*** Block opens ***

pub mod api;
pub mod broadcast;
pub mod config;
pub mod db;
pub mod error;
pub mod pipeline;
pub mod retry;
pub mod secrets;
pub mod session;
pub mod telemetry;
pub mod worker;

pub use api::{HttpPublishingApi, KdpCredentials, PublishingApi};
pub use broadcast::{BookEvent, JobProgressBroadcaster, JobProgressEvent, SessionEvent};
pub use config::{load_config, load_config_from_str, Settings};
pub use error::{BookpipeError, ConfigError, Result, WorkerError};
pub use pipeline::{
    Book, BookStatus, PipelineError, PipelineOrchestrator, StageOutcome, StageStart, StageTask,
};
pub use retry::{RetryError, RetryPolicy};
pub use secrets::{resolve_secret, SecretError};
pub use session::{ExternalSession, ProbeOutcome, SessionGate, SessionStore};
pub use worker::{JobKind, JobResult, JobRun, JobRunStatus};
//! Reconciliation of local books against the remote book queue.
//!
//! The remote queue is authoritative with one exception: a merge never moves
//! a book backwards, except Review to Pending for a book whose regeneration
//! was requested.

use std::collections::HashSet;
use std::sync::Arc;

use log::{debug, info, warn};
use serde::Serialize;
use tracing::{info_span, Instrument};

use crate::api::{PublishingApi, RemoteQueueEntry};
use crate::retry::RetryPolicy;

use super::book::{Book, BookStatus};
use super::book_store::BookStore;
use super::error::PipelineError;

/// Something the remote queue disagrees with, logged and otherwise ignored.
#[derive(Debug, Clone, PartialEq, Eq, Serialize)]
#[serde(tag = "kind", rename_all = "snake_case")]
pub enum Discrepancy {
    /// Several unmatched local books share the entry's title.
    AmbiguousTitle { title: String, candidates: Vec<String> },
    /// The queue lists the same book more than once.
    DuplicateRemote { key: String },
    /// The remote status is behind the local one.
    RemoteBehind {
        book_id: String,
        local: BookStatus,
        remote: BookStatus,
    },
    /// The remote says Review while a requested regeneration is outstanding.
    AwaitingRegeneration { book_id: String },
    UnknownStatus { title: String, status: String },
}

#[derive(Debug, Clone, Default, PartialEq, Eq, Serialize)]
pub struct MergeReport {
    pub matched: usize,
    /// Local books matched through the deprecated title fallback.
    pub matched_by_title: Vec<String>,
    pub added: Vec<String>,
    pub advanced: Vec<(String, BookStatus)>,
    pub confirmed: Vec<String>,
    pub discrepancies: Vec<Discrepancy>,
}

impl MergeReport {
    pub fn changed(&self) -> bool {
        !self.added.is_empty() || !self.advanced.is_empty() || !self.confirmed.is_empty()
    }
}

/// Merges the remote queue into `books` in place.
pub fn merge(books: &mut Vec<Book>, remote: &[RemoteQueueEntry]) -> MergeReport {
    let mut report = MergeReport::default();
    let mut claimed: HashSet<usize> = HashSet::new();
    let mut seen: HashSet<String> = HashSet::new();

    for entry in remote {
        let remote_id = entry.id.as_deref().filter(|id| !id.is_empty());
        let key = match remote_id {
            Some(id) => format!("id:{}", id),
            None => format!("title:{}", entry.title),
        };
        if !seen.insert(key.clone()) {
            warn!("Remote queue lists '{}' more than once; ignoring repeat", key);
            report.discrepancies.push(Discrepancy::DuplicateRemote { key });
            continue;
        }

        let status = BookStatus::parse(&entry.status);
        if status.is_none() {
            warn!(
                "Unknown remote status '{}' for '{}'; leaving status untouched",
                entry.status, entry.title
            );
            report.discrepancies.push(Discrepancy::UnknownStatus {
                title: entry.title.clone(),
                status: entry.status.clone(),
            });
        }

        let by_id = remote_id.and_then(|id| books.iter().position(|b| b.id() == id));
        let index = match by_id {
            Some(index) if claimed.contains(&index) => {
                report
                    .discrepancies
                    .push(Discrepancy::DuplicateRemote { key: key.clone() });
                continue;
            }
            Some(index) => Some(index),
            None => {
                let candidates: Vec<usize> = books
                    .iter()
                    .enumerate()
                    .filter(|(i, b)| !claimed.contains(i) && b.title == entry.title)
                    .map(|(i, _)| i)
                    .collect();
                match candidates.as_slice() {
                    [] => None,
                    [single] => {
                        warn!(
                            "Matched remote entry '{}' to local book {} by title; the backend should echo book ids",
                            entry.title,
                            books[*single].id()
                        );
                        report.matched_by_title.push(books[*single].id().to_string());
                        Some(*single)
                    }
                    many => {
                        warn!(
                            "Remote entry '{}' matches {} local books by title; skipping",
                            entry.title,
                            many.len()
                        );
                        report.discrepancies.push(Discrepancy::AmbiguousTitle {
                            title: entry.title.clone(),
                            candidates: many.iter().map(|&i| books[i].id().to_string()).collect(),
                        });
                        continue;
                    }
                }
            }
        };

        match index {
            Some(index) => {
                claimed.insert(index);
                report.matched += 1;
                apply_entry(&mut books[index], entry, status, &mut report);
            }
            None => match status {
                Some(status) => {
                    let book = Book::from_remote(entry, status);
                    info!("New book '{}' ({}) found in remote queue", book.title, status);
                    report.added.push(book.id().to_string());
                    claimed.insert(books.len());
                    books.push(book);
                }
                None => debug!("Skipping unmatched remote entry '{}'", entry.title),
            },
        }
    }

    report
}

fn apply_entry(
    book: &mut Book,
    entry: &RemoteQueueEntry,
    remote: Option<BookStatus>,
    report: &mut MergeReport,
) {
    if let Some(remote) = remote {
        let local = book.status();
        if remote > local {
            if local == BookStatus::Pending && book.regeneration_requested() {
                debug!("Book {} awaits regeneration; remote still {}", book.id(), remote);
                report.discrepancies.push(Discrepancy::AwaitingRegeneration {
                    book_id: book.id().to_string(),
                });
            } else {
                // Walk through every intermediate status.
                while let Some(next) = book.status().next().filter(|n| *n <= remote) {
                    if book.advance_to(next).is_err() {
                        break;
                    }
                }
                report
                    .advanced
                    .push((book.id().to_string(), book.status()));
            }
        } else if remote < local {
            warn!(
                "Remote queue shows book {} as {} but it is {} locally; keeping local",
                book.id(),
                remote,
                local
            );
            report.discrepancies.push(Discrepancy::RemoteBehind {
                book_id: book.id().to_string(),
                local,
                remote,
            });
        }
    }
    book.apply_remote_fields(entry);

    if book.confirm_provisional() {
        report.confirmed.push(book.id().to_string());
    }
}

/// Fetches the queue and merges it into the book store.
pub struct QueueSynchronizer {
    api: Arc<dyn PublishingApi>,
    store: Arc<BookStore>,
    policy: RetryPolicy,
}

impl QueueSynchronizer {
    pub fn new(api: Arc<dyn PublishingApi>, store: Arc<BookStore>, policy: RetryPolicy) -> Self {
        Self { api, store, policy }
    }

    /// Safe to call concurrently; each merge runs under the store's write lock
    /// against its own fetch, so the last merge wins.
    pub async fn reconcile(&self) -> Result<(Vec<Book>, MergeReport), PipelineError> {
        let remote = self
            .policy
            .run("book-queue", |_| self.api.book_queue())
            .instrument(info_span!("reconcile"))
            .await?;

        let (report, books) = self.store.with_all(|books| merge(books, &remote));
        if report.changed() || !report.discrepancies.is_empty() {
            info!(
                "Reconciled {} remote entries: {} matched, {} added, {} advanced, {} discrepancies",
                remote.len(),
                report.matched,
                report.added.len(),
                report.advanced.len(),
                report.discrepancies.len()
            );
        }
        Ok((books, report))
    }
}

*** Block closes ***

▶ _Instructions for the task_:
Return, from the data, each line that has the word "push" in it.

▶ _Problem solution_:
            report.discrepancies.push(Discrepancy::DuplicateRemote { key });
            report.discrepancies.push(Discrepancy::UnknownStatus {
                    .push(Discrepancy::DuplicateRemote { key: key.clone() });
                        report.matched_by_title.push(books[*single].id().to_string());
                        report.discrepancies.push(Discrepancy::AmbiguousTitle {
                    report.added.push(book.id().to_string());
                    books.push(book);
                report.discrepancies.push(Discrepancy::AwaitingRegeneration {
                    .push((book.id().to_string(), book.status()));
            report.discrepancies.push(Discrepancy::RemoteBehind {
        report.confirmed.push(book.id().to_string());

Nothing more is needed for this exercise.